A conventional carcinogenesis study in rats at doses of 1.0 to 25 mg/kg/day (about 10 to 243 times the daily maximum recommended human dose on a mg/m2 basis) administered by oral gavage for up to 2 years revealed an increase in the incidence of hepatocellular adenoma and carcinoma and uterine stromal polyps in females and thyroid adenoma in males at the high dose. A dose related increase was observed in the incidence of ovarian and uterine hyperplasia in females. At 25 mg/kg/day, plasma AUC0-24 hr levels in rats were 110 to 125 times higher than the level exhibited in postmenopausal volunteers at the recommended dose. A separate carcinogenicity study in mice at oral doses of 5 to 50 mg/kg/day (about 24 to 243 times the daily maximum recommended human dose on a mg/m2 basis) for up to 2 years produced an increase in the incidence of benign ovarian stromal, epithelial and granulosa cell tumors at all dose levels. A dose related increase in the incidence of ovarian hyperplasia was also observed in female mice. These ovarian changes are considered to be rodent-specific effects of aromatase inhibition and are of questionable significance to humans. The incidence of lymphosarcoma was increased in males and females at the high dose. At 50 mg/kg/day, plasma AUC levels in mice were 35 to 40 times higher than the level exhibited in postmenopausal volunteers at the recommended dose.

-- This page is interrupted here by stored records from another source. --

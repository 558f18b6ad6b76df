//! Error types for the Observer API server.
//!
//! [`ObserverError`] converts into an Axum response with a JSON body of
//! the form `{ "error": ..., "status": ... }`.

use axum::http::StatusCode;
use axum::response::{IntoResponse, Response};

/// Errors that can occur in the Observer API layer.
#[derive(Debug, thiserror::Error)]
pub enum ObserverError {
    /// The requested resource was not found.
    #[error("not found: {0}")]
    NotFound(String),

    /// A serialization or deserialization error.
    #[error("serialization error: {0}")]
    Serialization(#[from] serde_json::Error),

    /// An invalid query parameter or request body was provided.
    #[error("invalid request: {0}")]
    InvalidRequest(String),

    /// No runner is attached, so operator commands cannot be accepted.
    #[error("operator state not available")]
    OperatorUnavailable,
}

impl IntoResponse for ObserverError {
    fn into_response(self) -> Response {
        let (status, message) = match &self {
            Self::NotFound(msg) => (StatusCode::NOT_FOUND, msg.clone()),
            Self::Serialization(e) => {
                (StatusCode::INTERNAL_SERVER_ERROR, format!("JSON error: {e}"))
            }
            Self::InvalidRequest(msg) => (StatusCode::BAD_REQUEST, msg.clone()),
            Self::OperatorUnavailable => (StatusCode::SERVICE_UNAVAILABLE, self.to_string()),
        };

        let body = serde_json::json!({
            "error": message,
            "status": status.as_u16(),
        });

        (status, axum::Json(body)).into_response()
    }
}
//! Error types for the `ripple-network` crate.
//!
//! All fallible operations in this crate return [`NetworkError`]. Empty
//! persona sets and filters that match nothing are not errors; they yield
//! empty graphs.

use ripple_types::CommunityId;

/// Errors raised while validating network configuration.
#[derive(Debug, thiserror::Error)]
pub enum NetworkError {
    /// Static configuration is invalid (zero communities, bad sizes,
    /// malformed link policy).
    #[error("invalid network configuration: {message}")]
    Configuration {
        /// Description of the problem.
        message: String,
    },

    /// The same community id was declared twice.
    #[error("duplicate community id: {0}")]
    DuplicateCommunity(CommunityId),

    /// A filter or toggle named a community that is not configured.
    #[error("unknown community: {0}")]
    UnknownCommunity(CommunityId),
}

impl NetworkError {
    /// Shorthand for a [`NetworkError::Configuration`] error.
    pub fn configuration(message: impl Into<String>) -> Self {
        Self::Configuration {
            message: message.into(),
        }
    }
}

ARIMIDEX has not been shown to be mutagenic in in vitro tests (Ames and E. coli bacterial tests, CHO-K1 gene mutation assay) or clastogenic either in vitro (chromosome aberrations in human lymphocytes) or in vivo (micronucleus test in rats).
Impairment of Fertility
Oral administration of anastrozole to female rats (from 2 weeks before mating to pregnancy day 7) produced significant incidence of infertility and reduced numbers of viable pregnancies at 1 mg/kg/day (about 10 times the recommended human dose on a mg/m2 basis and 9 times higher than the AUC0-24 hr found in postmenopausal volunteers at the recommended dose). Pre-implantation loss of ova or fetus was increased at doses equal to or greater than 0.02 mg/kg/day (about one-fifth the recommended human dose on a mg/m2 basis). Recovery of fertility was observed following a 5-week non-dosing period which followed 3 weeks of dosing. It is not known whether these effects observed in female rats are indicative of impaired fertility in humans.
Multiple-dose studies in rats administered anastrozole for 6 months at doses equal to or greater than 1 mg/kg/day (which produced plasma anastrozole Cssmax and AUC0-24 hr that were 19 and 9 times higher than the respective values found in postmenopausal volunteers at the recommended dose) resulted in hypertrophy of the ovaries and the presence of follicular cysts. In addition, hyperplastic uteri were observed in 6-month studies in female dogs administered doses equal to or greater than 1 mg/kg/day (which produced plasma anastrozole Cssmax and AUC0-24 hr that were 22 times and 16 times higher than the respective values found in postmenopausal women at the recommended dose). It is not known whether these effects on the reproductive organs of animals are associated with impaired fertility in premenopausal women.